Below are records. Find each line in them that holds the word "SettingUpCommunicators" and copy it.

INPUT DATA START

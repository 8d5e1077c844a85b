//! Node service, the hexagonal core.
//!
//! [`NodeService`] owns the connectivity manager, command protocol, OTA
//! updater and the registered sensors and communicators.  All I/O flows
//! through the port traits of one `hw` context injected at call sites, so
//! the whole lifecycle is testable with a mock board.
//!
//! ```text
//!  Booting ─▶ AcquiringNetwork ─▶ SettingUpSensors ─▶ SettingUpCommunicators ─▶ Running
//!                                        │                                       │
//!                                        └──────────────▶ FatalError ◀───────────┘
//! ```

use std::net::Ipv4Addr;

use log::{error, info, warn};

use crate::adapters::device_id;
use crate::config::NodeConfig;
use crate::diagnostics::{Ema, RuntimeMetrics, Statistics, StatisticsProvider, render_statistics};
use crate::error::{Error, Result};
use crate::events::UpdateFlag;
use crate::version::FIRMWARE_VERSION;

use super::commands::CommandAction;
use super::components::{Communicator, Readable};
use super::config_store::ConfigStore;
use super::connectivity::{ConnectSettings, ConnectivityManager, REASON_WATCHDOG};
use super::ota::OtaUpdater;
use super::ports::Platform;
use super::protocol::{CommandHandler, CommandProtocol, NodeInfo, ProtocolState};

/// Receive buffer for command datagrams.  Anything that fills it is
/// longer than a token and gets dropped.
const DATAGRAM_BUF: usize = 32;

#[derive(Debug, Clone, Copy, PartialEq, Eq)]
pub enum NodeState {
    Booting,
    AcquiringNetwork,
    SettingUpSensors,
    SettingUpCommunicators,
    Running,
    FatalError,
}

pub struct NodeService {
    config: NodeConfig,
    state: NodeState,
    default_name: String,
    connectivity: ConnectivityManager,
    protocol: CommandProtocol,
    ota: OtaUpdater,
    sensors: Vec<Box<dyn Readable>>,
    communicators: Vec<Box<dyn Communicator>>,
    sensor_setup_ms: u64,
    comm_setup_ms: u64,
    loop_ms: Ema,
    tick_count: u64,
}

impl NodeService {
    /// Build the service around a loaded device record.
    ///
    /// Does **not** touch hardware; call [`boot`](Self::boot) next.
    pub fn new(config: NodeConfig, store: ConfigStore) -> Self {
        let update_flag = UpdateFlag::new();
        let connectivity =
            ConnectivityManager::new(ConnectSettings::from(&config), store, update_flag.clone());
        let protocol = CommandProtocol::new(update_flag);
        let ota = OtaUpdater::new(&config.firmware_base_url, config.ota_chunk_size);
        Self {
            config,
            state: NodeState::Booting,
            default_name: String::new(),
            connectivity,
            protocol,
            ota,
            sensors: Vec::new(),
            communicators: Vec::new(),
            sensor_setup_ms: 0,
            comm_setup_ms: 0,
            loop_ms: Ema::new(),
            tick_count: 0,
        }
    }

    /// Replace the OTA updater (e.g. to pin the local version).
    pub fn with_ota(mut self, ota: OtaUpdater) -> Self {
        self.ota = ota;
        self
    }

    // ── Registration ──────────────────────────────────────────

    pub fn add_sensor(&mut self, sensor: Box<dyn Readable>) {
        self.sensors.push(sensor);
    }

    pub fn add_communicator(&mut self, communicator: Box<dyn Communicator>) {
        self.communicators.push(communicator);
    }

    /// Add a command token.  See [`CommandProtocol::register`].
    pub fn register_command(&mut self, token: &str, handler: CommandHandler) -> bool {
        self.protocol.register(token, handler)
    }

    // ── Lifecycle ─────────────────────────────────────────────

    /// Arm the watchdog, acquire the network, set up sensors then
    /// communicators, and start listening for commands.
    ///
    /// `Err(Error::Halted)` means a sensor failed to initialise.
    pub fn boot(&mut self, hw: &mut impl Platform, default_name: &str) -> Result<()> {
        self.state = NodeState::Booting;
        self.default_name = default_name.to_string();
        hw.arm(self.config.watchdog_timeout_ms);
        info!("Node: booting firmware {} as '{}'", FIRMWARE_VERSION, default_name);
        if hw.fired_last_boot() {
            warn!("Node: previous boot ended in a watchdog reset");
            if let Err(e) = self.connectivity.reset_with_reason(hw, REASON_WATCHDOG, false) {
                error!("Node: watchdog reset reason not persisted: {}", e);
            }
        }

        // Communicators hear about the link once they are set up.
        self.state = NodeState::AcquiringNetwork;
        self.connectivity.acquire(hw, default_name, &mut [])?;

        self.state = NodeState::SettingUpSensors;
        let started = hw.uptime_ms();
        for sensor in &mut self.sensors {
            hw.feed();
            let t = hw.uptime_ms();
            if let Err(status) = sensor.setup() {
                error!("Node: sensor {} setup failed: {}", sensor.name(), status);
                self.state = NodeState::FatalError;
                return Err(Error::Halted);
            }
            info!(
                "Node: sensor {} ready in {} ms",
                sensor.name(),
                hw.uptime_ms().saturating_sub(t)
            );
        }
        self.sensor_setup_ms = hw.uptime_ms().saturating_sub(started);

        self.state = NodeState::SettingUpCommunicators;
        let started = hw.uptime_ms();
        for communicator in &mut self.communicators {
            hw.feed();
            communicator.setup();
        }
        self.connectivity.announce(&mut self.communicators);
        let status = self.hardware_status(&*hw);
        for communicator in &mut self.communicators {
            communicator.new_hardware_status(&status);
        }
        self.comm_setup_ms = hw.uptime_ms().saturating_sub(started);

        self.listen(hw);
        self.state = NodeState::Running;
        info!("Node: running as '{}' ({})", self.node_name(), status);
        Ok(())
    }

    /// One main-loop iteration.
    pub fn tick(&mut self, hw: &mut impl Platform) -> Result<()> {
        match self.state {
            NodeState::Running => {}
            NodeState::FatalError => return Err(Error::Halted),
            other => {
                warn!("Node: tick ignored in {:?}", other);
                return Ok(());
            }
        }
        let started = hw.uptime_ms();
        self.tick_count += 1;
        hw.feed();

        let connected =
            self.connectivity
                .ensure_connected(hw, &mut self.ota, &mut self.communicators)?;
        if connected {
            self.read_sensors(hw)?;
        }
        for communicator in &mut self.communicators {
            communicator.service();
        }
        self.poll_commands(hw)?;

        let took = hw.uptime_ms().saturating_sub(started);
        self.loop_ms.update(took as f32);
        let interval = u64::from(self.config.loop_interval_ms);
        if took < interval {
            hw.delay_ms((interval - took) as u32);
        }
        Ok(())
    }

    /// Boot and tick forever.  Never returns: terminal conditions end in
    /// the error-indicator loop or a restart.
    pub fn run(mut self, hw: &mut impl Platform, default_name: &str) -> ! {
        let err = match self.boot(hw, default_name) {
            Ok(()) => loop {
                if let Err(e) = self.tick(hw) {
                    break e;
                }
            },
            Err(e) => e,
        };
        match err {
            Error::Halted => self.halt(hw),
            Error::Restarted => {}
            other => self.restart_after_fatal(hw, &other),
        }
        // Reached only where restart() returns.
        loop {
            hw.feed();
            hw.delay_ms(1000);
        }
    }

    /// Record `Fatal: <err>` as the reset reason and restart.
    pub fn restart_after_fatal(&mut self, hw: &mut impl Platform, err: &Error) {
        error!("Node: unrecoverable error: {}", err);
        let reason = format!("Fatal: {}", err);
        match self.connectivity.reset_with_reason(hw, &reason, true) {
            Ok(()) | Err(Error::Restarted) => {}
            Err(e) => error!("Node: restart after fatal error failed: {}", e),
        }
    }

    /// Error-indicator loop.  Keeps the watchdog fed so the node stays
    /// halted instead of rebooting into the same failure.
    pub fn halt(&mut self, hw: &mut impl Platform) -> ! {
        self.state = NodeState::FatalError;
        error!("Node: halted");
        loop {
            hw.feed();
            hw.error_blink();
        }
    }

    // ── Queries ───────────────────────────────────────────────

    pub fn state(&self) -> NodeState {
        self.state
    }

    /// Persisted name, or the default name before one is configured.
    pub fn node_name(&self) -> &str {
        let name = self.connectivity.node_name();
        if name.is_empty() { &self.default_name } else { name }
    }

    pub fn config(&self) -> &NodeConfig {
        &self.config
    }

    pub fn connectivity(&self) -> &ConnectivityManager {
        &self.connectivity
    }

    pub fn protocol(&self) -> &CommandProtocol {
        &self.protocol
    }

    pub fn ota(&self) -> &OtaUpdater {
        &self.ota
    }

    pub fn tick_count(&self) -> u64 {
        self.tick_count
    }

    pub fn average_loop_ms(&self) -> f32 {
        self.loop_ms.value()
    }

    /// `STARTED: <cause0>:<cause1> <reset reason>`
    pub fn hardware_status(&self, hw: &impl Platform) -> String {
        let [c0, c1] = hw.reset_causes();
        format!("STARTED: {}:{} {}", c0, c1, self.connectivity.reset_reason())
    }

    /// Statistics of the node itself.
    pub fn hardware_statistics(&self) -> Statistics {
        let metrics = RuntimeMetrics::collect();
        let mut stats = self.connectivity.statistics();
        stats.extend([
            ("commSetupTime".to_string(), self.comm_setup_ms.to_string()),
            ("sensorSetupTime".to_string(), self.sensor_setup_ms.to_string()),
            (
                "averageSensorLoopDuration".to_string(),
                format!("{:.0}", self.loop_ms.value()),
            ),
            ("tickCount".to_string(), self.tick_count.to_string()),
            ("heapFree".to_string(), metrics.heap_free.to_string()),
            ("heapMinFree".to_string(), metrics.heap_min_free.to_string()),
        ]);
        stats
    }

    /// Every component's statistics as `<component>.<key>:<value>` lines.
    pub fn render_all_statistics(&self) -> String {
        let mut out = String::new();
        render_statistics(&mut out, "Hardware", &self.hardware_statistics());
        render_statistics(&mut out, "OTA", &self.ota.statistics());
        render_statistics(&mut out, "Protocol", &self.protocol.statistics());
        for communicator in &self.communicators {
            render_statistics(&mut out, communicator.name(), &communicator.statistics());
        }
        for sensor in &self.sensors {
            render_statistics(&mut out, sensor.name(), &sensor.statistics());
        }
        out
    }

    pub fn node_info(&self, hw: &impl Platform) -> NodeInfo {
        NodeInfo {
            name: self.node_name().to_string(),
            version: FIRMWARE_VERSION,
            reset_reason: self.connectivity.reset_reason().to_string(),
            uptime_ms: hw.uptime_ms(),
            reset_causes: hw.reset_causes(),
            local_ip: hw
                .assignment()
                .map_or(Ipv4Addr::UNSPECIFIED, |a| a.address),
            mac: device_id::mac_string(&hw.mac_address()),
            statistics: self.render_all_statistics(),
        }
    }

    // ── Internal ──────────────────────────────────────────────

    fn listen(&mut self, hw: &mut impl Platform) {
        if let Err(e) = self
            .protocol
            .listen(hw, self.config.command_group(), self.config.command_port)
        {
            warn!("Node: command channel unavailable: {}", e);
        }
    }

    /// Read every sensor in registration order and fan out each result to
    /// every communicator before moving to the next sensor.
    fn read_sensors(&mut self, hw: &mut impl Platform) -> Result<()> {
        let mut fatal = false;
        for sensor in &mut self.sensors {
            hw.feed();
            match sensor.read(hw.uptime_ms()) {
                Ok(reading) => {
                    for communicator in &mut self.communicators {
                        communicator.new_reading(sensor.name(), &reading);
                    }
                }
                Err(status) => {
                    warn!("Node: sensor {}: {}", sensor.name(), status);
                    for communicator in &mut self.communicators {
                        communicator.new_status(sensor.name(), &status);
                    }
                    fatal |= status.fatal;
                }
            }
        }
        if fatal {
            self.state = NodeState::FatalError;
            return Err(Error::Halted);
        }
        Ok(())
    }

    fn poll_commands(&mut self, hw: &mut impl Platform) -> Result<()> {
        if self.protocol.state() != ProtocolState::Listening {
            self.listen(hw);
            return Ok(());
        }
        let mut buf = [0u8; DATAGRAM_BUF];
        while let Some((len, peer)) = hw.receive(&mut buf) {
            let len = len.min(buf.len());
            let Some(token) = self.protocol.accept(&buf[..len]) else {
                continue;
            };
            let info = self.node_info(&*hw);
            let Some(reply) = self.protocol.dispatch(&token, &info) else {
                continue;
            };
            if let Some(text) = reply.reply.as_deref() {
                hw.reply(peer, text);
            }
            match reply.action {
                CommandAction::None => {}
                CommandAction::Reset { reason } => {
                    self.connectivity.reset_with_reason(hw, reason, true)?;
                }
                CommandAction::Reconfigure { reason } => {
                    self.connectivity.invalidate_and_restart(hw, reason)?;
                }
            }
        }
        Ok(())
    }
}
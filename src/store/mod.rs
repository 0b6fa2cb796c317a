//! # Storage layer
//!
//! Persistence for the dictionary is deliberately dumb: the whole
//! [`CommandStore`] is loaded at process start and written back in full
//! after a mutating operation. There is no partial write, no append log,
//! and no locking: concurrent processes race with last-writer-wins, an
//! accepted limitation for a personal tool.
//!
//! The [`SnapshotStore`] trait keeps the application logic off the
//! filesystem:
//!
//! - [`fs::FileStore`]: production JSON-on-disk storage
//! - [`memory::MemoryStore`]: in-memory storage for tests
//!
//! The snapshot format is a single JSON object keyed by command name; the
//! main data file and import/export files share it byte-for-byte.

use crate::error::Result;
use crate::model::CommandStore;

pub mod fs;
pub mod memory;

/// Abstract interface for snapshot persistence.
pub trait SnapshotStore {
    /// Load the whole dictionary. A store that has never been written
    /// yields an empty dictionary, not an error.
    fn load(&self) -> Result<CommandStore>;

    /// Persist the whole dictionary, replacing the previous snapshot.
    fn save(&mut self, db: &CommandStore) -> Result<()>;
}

INPUT DATA END
INPUT DATA START

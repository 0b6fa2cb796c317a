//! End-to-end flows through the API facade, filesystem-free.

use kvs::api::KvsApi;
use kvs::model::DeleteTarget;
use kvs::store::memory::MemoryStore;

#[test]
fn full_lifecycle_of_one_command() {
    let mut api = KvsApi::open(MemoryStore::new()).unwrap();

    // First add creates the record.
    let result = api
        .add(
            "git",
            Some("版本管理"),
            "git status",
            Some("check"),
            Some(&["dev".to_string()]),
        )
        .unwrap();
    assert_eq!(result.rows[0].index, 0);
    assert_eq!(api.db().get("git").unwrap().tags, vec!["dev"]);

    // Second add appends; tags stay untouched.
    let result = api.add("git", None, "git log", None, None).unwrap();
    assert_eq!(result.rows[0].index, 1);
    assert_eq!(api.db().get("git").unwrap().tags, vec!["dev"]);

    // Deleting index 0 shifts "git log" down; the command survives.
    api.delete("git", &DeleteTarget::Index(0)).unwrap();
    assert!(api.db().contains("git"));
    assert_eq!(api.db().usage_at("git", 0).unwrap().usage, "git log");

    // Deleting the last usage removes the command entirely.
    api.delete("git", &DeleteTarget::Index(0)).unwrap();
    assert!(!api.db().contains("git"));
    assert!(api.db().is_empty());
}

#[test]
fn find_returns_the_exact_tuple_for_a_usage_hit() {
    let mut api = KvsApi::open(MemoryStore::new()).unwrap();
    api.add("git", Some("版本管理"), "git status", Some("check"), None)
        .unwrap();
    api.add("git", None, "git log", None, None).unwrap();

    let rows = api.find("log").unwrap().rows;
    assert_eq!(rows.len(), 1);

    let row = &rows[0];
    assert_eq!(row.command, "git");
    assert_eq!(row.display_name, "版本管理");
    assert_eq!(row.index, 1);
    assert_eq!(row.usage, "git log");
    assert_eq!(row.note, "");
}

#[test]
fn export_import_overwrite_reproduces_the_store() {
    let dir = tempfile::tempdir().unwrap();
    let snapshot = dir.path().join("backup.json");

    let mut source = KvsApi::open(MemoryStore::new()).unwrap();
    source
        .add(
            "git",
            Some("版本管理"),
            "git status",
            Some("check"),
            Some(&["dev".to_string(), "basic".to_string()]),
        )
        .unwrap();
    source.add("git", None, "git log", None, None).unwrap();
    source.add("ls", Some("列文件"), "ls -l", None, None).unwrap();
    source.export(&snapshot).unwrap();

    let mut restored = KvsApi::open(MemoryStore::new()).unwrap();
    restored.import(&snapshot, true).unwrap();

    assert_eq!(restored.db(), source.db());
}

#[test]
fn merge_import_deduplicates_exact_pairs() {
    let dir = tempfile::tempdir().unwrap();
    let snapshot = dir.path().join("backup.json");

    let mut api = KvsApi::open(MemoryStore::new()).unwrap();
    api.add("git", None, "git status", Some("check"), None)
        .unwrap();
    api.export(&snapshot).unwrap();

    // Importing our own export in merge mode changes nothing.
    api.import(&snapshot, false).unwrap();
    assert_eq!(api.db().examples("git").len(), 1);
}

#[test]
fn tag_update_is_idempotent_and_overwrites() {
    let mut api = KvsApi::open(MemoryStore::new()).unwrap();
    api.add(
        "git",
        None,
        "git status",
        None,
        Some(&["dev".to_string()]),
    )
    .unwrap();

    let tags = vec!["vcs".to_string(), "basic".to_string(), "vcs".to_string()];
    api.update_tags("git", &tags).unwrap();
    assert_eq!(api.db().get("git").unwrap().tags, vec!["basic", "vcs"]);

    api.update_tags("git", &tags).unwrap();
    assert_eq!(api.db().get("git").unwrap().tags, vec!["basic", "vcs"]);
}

INPUT DATA END
INPUT DATA START

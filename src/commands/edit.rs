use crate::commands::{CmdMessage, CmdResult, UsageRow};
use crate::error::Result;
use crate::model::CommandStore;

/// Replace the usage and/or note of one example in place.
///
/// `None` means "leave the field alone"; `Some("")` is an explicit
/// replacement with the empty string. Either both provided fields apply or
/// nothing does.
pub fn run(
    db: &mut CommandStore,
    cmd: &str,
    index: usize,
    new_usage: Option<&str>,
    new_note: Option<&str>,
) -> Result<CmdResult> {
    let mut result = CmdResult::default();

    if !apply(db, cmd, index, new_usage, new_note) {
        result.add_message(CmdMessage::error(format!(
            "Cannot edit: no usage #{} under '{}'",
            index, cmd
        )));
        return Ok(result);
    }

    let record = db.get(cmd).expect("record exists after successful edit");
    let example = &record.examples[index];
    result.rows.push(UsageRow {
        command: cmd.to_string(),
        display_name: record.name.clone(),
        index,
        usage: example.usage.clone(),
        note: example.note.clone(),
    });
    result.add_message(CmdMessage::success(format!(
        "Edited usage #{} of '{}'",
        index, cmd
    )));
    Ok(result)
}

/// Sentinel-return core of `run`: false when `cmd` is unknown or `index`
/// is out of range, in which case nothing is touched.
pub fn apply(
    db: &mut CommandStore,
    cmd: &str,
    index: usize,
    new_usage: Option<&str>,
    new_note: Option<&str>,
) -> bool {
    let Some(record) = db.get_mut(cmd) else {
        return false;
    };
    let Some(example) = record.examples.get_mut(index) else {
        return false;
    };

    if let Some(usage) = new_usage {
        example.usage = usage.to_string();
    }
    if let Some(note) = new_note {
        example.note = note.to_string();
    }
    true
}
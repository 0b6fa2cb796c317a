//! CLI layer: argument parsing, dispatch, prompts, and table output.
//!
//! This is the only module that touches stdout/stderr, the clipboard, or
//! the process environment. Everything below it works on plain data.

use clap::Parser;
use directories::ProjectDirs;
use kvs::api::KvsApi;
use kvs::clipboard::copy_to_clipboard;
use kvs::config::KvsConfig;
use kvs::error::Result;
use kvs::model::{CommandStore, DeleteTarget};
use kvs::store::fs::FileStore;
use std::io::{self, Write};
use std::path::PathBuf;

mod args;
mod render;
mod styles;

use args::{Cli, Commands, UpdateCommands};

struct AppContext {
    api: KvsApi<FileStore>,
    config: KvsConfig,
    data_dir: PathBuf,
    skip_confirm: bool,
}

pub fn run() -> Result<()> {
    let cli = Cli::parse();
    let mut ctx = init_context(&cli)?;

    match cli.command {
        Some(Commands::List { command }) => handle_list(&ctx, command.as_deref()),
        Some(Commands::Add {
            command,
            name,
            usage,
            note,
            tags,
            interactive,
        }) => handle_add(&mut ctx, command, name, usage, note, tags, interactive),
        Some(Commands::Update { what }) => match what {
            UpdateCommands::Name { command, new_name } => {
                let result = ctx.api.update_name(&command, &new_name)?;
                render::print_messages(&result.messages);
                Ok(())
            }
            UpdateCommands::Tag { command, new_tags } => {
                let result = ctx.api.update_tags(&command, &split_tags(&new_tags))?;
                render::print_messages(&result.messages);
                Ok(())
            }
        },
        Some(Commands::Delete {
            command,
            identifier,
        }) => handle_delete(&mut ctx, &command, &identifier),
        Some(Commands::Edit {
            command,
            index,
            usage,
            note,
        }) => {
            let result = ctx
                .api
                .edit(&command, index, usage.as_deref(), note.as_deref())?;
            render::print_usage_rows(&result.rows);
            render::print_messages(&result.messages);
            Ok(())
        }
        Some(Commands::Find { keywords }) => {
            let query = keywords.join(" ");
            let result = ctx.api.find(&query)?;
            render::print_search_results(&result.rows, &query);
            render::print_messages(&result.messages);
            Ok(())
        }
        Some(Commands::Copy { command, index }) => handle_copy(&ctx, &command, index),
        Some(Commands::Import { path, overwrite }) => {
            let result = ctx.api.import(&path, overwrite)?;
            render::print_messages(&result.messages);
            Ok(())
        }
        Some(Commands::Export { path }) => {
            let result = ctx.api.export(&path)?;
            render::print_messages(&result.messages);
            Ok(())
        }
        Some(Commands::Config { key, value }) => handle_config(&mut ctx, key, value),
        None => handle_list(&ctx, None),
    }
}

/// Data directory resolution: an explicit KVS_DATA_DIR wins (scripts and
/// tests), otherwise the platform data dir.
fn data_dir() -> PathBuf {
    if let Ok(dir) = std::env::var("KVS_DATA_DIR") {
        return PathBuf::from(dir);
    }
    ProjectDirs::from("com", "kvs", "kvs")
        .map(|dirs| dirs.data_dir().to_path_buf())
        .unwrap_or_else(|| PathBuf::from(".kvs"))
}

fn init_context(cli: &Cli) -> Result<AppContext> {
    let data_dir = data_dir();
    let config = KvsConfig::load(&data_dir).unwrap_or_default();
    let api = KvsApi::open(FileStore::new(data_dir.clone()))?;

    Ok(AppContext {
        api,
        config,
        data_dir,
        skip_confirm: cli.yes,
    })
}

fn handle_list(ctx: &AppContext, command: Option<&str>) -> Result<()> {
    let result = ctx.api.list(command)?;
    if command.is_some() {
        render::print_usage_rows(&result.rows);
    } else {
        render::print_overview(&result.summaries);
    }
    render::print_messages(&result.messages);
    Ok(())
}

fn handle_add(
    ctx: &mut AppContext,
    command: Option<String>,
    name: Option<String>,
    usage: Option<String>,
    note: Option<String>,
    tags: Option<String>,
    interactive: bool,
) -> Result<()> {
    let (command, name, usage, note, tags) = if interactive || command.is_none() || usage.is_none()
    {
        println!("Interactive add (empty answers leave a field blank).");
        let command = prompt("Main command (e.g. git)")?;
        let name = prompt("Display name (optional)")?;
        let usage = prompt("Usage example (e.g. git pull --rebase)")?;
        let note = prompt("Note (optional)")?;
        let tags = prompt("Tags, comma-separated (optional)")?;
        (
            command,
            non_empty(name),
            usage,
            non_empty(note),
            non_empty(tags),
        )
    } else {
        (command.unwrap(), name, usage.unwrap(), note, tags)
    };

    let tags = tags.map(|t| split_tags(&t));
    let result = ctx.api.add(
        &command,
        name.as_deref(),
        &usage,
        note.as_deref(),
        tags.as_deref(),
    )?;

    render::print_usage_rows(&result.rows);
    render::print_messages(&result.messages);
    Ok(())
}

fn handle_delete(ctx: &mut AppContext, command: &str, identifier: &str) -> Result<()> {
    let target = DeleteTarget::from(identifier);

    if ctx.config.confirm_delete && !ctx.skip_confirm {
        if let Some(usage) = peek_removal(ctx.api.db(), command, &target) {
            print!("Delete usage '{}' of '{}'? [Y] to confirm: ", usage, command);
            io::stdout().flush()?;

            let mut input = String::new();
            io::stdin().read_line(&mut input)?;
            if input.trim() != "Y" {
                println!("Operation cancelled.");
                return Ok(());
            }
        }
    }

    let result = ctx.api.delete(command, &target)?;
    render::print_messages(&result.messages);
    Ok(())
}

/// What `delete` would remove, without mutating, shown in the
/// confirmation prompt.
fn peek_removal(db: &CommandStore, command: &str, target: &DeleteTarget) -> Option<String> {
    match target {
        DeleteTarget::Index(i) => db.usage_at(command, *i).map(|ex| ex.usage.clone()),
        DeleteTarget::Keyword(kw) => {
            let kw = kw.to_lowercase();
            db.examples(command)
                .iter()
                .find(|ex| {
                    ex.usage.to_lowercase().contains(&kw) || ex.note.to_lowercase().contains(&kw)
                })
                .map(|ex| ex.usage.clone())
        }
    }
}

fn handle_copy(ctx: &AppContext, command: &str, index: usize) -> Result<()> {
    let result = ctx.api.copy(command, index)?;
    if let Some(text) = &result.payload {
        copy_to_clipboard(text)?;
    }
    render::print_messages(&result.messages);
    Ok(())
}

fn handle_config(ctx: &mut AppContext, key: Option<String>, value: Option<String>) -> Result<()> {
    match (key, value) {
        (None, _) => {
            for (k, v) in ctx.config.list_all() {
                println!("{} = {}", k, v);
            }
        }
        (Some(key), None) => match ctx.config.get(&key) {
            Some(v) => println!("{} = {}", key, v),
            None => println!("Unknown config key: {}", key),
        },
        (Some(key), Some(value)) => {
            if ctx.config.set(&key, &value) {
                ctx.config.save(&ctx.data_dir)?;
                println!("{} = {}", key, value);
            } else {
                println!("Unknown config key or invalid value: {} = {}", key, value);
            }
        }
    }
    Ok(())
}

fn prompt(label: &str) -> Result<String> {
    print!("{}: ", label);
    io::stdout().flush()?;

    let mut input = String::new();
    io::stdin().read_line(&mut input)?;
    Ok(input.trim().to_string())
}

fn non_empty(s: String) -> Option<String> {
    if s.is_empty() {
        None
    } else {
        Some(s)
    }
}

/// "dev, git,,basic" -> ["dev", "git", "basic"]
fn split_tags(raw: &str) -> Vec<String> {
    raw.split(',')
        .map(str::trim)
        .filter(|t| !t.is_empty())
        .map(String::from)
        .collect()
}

INPUT DATA END

*PROBLEM SOLUTION:*
//!  Booting ─▶ AcquiringNetwork ─▶ SettingUpSensors ─▶ SettingUpCommunicators ─▶ Running
    SettingUpCommunicators,
        self.state = NodeState::SettingUpCommunicators;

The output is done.